* **PROBLEM TO WORK ON**
From the entries below, copy every line that has the word "entered".

-- DATA SECTION follows --

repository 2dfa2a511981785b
use axum::{
    http::StatusCode,
    response::{IntoResponse, Response},
    Json,
};
use serde_json::json;
use thiserror::Error;

#[derive(Debug, Error)]
pub enum AppError {
    #[error("Configuration error: {0}")]
    Config(String),
    #[error("Internal server error: {0}")]
    Internal(String),
    #[error("Not found: {0}")]
    NotFound(String),
    #[error("Bad request: {0}")]
    BadRequest(String),
}

impl From<sqlx::Error> for AppError {
    fn from(err: sqlx::Error) -> Self {
        AppError::Internal(err.to_string())
    }
}

impl IntoResponse for AppError {
    fn into_response(self) -> Response {
        let (status, error_message) = match self {
            AppError::Config(msg) => (StatusCode::INTERNAL_SERVER_ERROR, msg),
            AppError::Internal(msg) => (StatusCode::INTERNAL_SERVER_ERROR, msg),
            AppError::NotFound(msg) => (StatusCode::NOT_FOUND, msg),
            AppError::BadRequest(msg) => (StatusCode::BAD_REQUEST, msg),
        };

        let body = Json(json!({
            "error": error_message,
        }));

        (status, body).into_response()
    }
}
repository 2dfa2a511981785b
pub mod analytics;
pub mod capture;
pub mod export;
pub mod health;
pub mod orders;
pub mod products;
pub mod schedules;
pub mod shipping;
pub mod simulate;

use crate::capture::CaptureSlot;
use crate::config::Config;
use crate::db::Repository;
use crate::domain::{Marketplace, StoreId};
use crate::error::AppError;
use crate::views::Refresher;
use axum::routing::{delete, get, post, put};
use axum::Router;
use std::sync::Arc;
use tower_http::cors::{Any, CorsLayer};

#[derive(Clone)]
pub struct AppState {
    pub repo: Arc<Repository>,
    pub config: Config,
    pub refresher: Arc<Refresher>,
    pub capture: Arc<CaptureSlot>,
}

impl AppState {
    pub fn new(repo: Arc<Repository>, config: Config) -> Self {
        Self {
            refresher: Arc::new(Refresher::new(repo.clone())),
            capture: Arc::new(CaptureSlot::new()),
            repo,
            config,
        }
    }
}

/// Validate and normalize the `(storeId, marketplace)` scope every
/// endpoint is keyed by.
pub(crate) fn parse_scope(store_id: &str, marketplace: &str) -> Result<(StoreId, Marketplace), AppError> {
    let store_id = store_id.trim();
    if store_id.is_empty() {
        return Err(AppError::BadRequest("storeId must not be empty".to_string()));
    }
    let marketplace = Marketplace::new(marketplace);
    if marketplace.as_str().is_empty() {
        return Err(AppError::BadRequest(
            "marketplace must not be empty".to_string(),
        ));
    }
    Ok((StoreId::new(store_id.to_string()), marketplace))
}

pub fn create_router(state: AppState) -> Router {
    let cors = CorsLayer::new()
        .allow_origin(Any)
        .allow_methods(Any)
        .allow_headers(Any);

    Router::new()
        .route("/health", get(health::health))
        .route("/ready", get(health::ready))
        .route(
            "/v1/products",
            get(products::list_products).post(products::create_product),
        )
        .route(
            "/v1/products/:id",
            put(products::update_product).delete(products::delete_product),
        )
        .route(
            "/v1/shipping-rates",
            get(shipping::list_tiers).post(shipping::create_tier),
        )
        .route("/v1/shipping-rates/reset", post(shipping::reset_tiers))
        .route(
            "/v1/shipping-rates/:id",
            put(shipping::update_tier).delete(shipping::delete_tier),
        )
        .route(
            "/v1/commission-schedules",
            get(schedules::list_schedules).post(schedules::create_schedule),
        )
        .route(
            "/v1/commission-schedules/quick",
            post(schedules::create_quick_schedule),
        )
        .route(
            "/v1/commission-schedules/:id",
            delete(schedules::deactivate_schedule),
        )
        .route("/v1/simulate", post(simulate::simulate_price))
        .route(
            "/v1/orders",
            get(orders::list_orders).post(orders::record_orders),
        )
        .route("/v1/analytics/summary", get(analytics::get_summary))
        .route("/v1/export/products.csv", get(export::export_products_csv))
        .route("/v1/capture", post(capture::push_capture))
        .route("/v1/capture/latest", get(capture::get_latest_capture))
        .layer(cors)
        .with_state(state)
}
//! Product type: the per-unit commerce record whose financials get resolved.

use crate::domain::{Decimal, Marketplace, StoreId, TimeMs};
use serde::{Deserialize, Serialize};

/// A tracked marketplace listing with its per-unit cost drivers.
///
/// The resolved profit/commission for a product is a derived view, never
/// stored on this record. Absent numeric inputs default to zero, which the
/// calculator treats as "no such cost".
#[derive(Debug, Clone, PartialEq, Eq, Serialize, Deserialize)]
#[serde(rename_all = "camelCase")]
pub struct Product {
    /// Row id assigned by the store.
    pub id: i64,
    /// Owning seller store.
    pub store_id: StoreId,
    /// Marketplace channel the listing lives on.
    pub marketplace: Marketplace,
    /// Display name.
    pub name: String,
    /// Category label, free text.
    pub category: Option<String>,
    /// Marketplace listing id / barcode, when known.
    pub external_id: Option<String>,
    /// Acquisition cost per unit.
    pub buy_price: Decimal,
    /// Listed sales price per unit.
    pub sales_price: Decimal,
    /// The product's own normal commission rate, a fraction in [0,1).
    /// Used as the fallback when no campaign wins.
    pub commission_rate: Decimal,
    /// VAT rate in percentage points (20 means 20%).
    pub vat_rate: Decimal,
    /// Volumetric weight class used for shipping tier lookup.
    pub desi: Decimal,
    /// Manual shipping cost override. Zero means "resolve from the rate table".
    pub shipping_cost: Decimal,
    /// Miscellaneous per-unit cost.
    pub extra_cost: Decimal,
    /// Advertising spend amortized per unit.
    pub ad_cost: Decimal,
    /// Packaging cost per unit, as entered.
    pub packaging_cost: Decimal,
    /// Whether `packaging_cost` was entered VAT-inclusive.
    pub packaging_vat_included: bool,
    /// Expected returns, in percentage points of sales price.
    pub return_rate: Decimal,
    /// Marketplace service fee per unit.
    pub service_fee: Decimal,
    /// Creation time.
    pub created_ms: TimeMs,
    /// Last modification time.
    pub updated_ms: TimeMs,
}

impl Product {
    /// True when the seller pinned a manual shipping cost, which bypasses
    /// rate-table resolution entirely.
    pub fn has_shipping_override(&self) -> bool {
        self.shipping_cost.is_positive()
    }
}

/// Field set for creating or replacing a product row.
///
/// Identical to [`Product`] minus the store-assigned id and timestamps.
#[derive(Debug, Clone, PartialEq, Eq, Serialize, Deserialize)]
#[serde(rename_all = "camelCase")]
pub struct NewProduct {
    pub store_id: StoreId,
    pub marketplace: Marketplace,
    pub name: String,
    pub category: Option<String>,
    pub external_id: Option<String>,
    pub buy_price: Decimal,
    pub sales_price: Decimal,
    pub commission_rate: Decimal,
    pub vat_rate: Decimal,
    pub desi: Decimal,
    pub shipping_cost: Decimal,
    pub extra_cost: Decimal,
    pub ad_cost: Decimal,
    pub packaging_cost: Decimal,
    pub packaging_vat_included: bool,
    pub return_rate: Decimal,
    pub service_fee: Decimal,
}
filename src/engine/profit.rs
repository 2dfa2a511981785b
//! Pure cost/profit breakdown calculator.

use crate::domain::Decimal;
use serde::{Deserialize, Serialize};

/// Fully-resolved cost inputs for one unit of one product.
///
/// Every field defaults to zero (`Default`), matching the rule that an
/// absent numeric input means "no such cost". `commission_rate` is a
/// fraction; `vat_rate` and `return_rate` are percentage points.
#[derive(Debug, Clone, Default, PartialEq, Eq, Serialize, Deserialize)]
#[serde(rename_all = "camelCase", default)]
pub struct ProfitInput {
    pub sales_price: Decimal,
    pub buy_price: Decimal,
    pub commission_rate: Decimal,
    pub vat_rate: Decimal,
    pub shipping_cost: Decimal,
    pub extra_cost: Decimal,
    pub ad_cost: Decimal,
    pub packaging_cost: Decimal,
    pub packaging_vat_included: bool,
    pub return_rate: Decimal,
    pub service_fee: Decimal,
}

impl ProfitInput {
    /// Same input with only the sales price replaced.
    pub fn with_sales_price(&self, sales_price: Decimal) -> Self {
        ProfitInput {
            sales_price,
            ..self.clone()
        }
    }
}

/// Complete published cost breakdown for one unit.
///
/// Monetary fields carry 2 decimal places, `margin` and `roi` carry 1.
/// Each value is rounded exactly once, from the full-precision
/// intermediate, at the moment this struct is built.
#[derive(Debug, Clone, PartialEq, Eq, Serialize, Deserialize)]
#[serde(rename_all = "camelCase")]
pub struct ProfitBreakdown {
    pub sales_price: Decimal,
    pub buy_price: Decimal,
    pub vat: Decimal,
    pub commission: Decimal,
    pub shipping_cost: Decimal,
    pub extra_cost: Decimal,
    pub ad_cost: Decimal,
    /// The effective packaging cost, grossed up when the input was entered
    /// VAT-exclusive.
    pub packaging_cost: Decimal,
    pub return_cost: Decimal,
    pub service_fee: Decimal,
    pub total_cost: Decimal,
    pub net_profit: Decimal,
    /// Net profit as a percentage of sales price; zero when sales price is.
    pub margin: Decimal,
    /// Net profit as a percentage of buy price; zero when buy price is.
    pub roi: Decimal,
}

/// Flat VAT grossing factor applied to VAT-exclusive packaging costs.
fn packaging_vat_factor() -> Decimal {
    Decimal::from_str_canonical("1.20").unwrap_or_else(|_| Decimal::one())
}

/// Compute the full cost/profit breakdown for one unit.
///
/// Total over its whole input domain: negative and zero inputs are valid
/// (a negative net profit is how a loss is reported), and nothing here can
/// fail or depend on anything but the arguments. Intermediates stay at full
/// precision; rounding happens once per published field.
pub fn calculate_profit(input: &ProfitInput) -> ProfitBreakdown {
    let hundred = Decimal::hundred();

    let vat = input.sales_price * (input.vat_rate / hundred);
    let commission = input.sales_price * input.commission_rate;
    let packaging_effective = if input.packaging_vat_included {
        input.packaging_cost
    } else {
        input.packaging_cost * packaging_vat_factor()
    };
    let return_cost = input.sales_price * (input.return_rate / hundred);

    let total_cost = input.buy_price
        + vat
        + commission
        + input.shipping_cost
        + input.extra_cost
        + input.ad_cost
        + packaging_effective
        + return_cost
        + input.service_fee;
    let net_profit = input.sales_price - total_cost;

    let margin = if input.sales_price > Decimal::zero() {
        (net_profit / input.sales_price * hundred).round1()
    } else {
        Decimal::zero()
    };
    let roi = if input.buy_price > Decimal::zero() {
        (net_profit / input.buy_price * hundred).round1()
    } else {
        Decimal::zero()
    };

    ProfitBreakdown {
        sales_price: input.sales_price.round2(),
        buy_price: input.buy_price.round2(),
        vat: vat.round2(),
        commission: commission.round2(),
        shipping_cost: input.shipping_cost.round2(),
        extra_cost: input.extra_cost.round2(),
        ad_cost: input.ad_cost.round2(),
        packaging_cost: packaging_effective.round2(),
        return_cost: return_cost.round2(),
        service_fee: input.service_fee.round2(),
        total_cost: total_cost.round2(),
        net_profit: net_profit.round2(),
        margin,
        roi,
    }
}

-- DATA SECTION concluded --

* **THE ANSWER**
    /// Packaging cost per unit, as entered.
    /// Whether `packaging_cost` was entered VAT-inclusive.
    /// The effective packaging cost, grossed up when the input was entered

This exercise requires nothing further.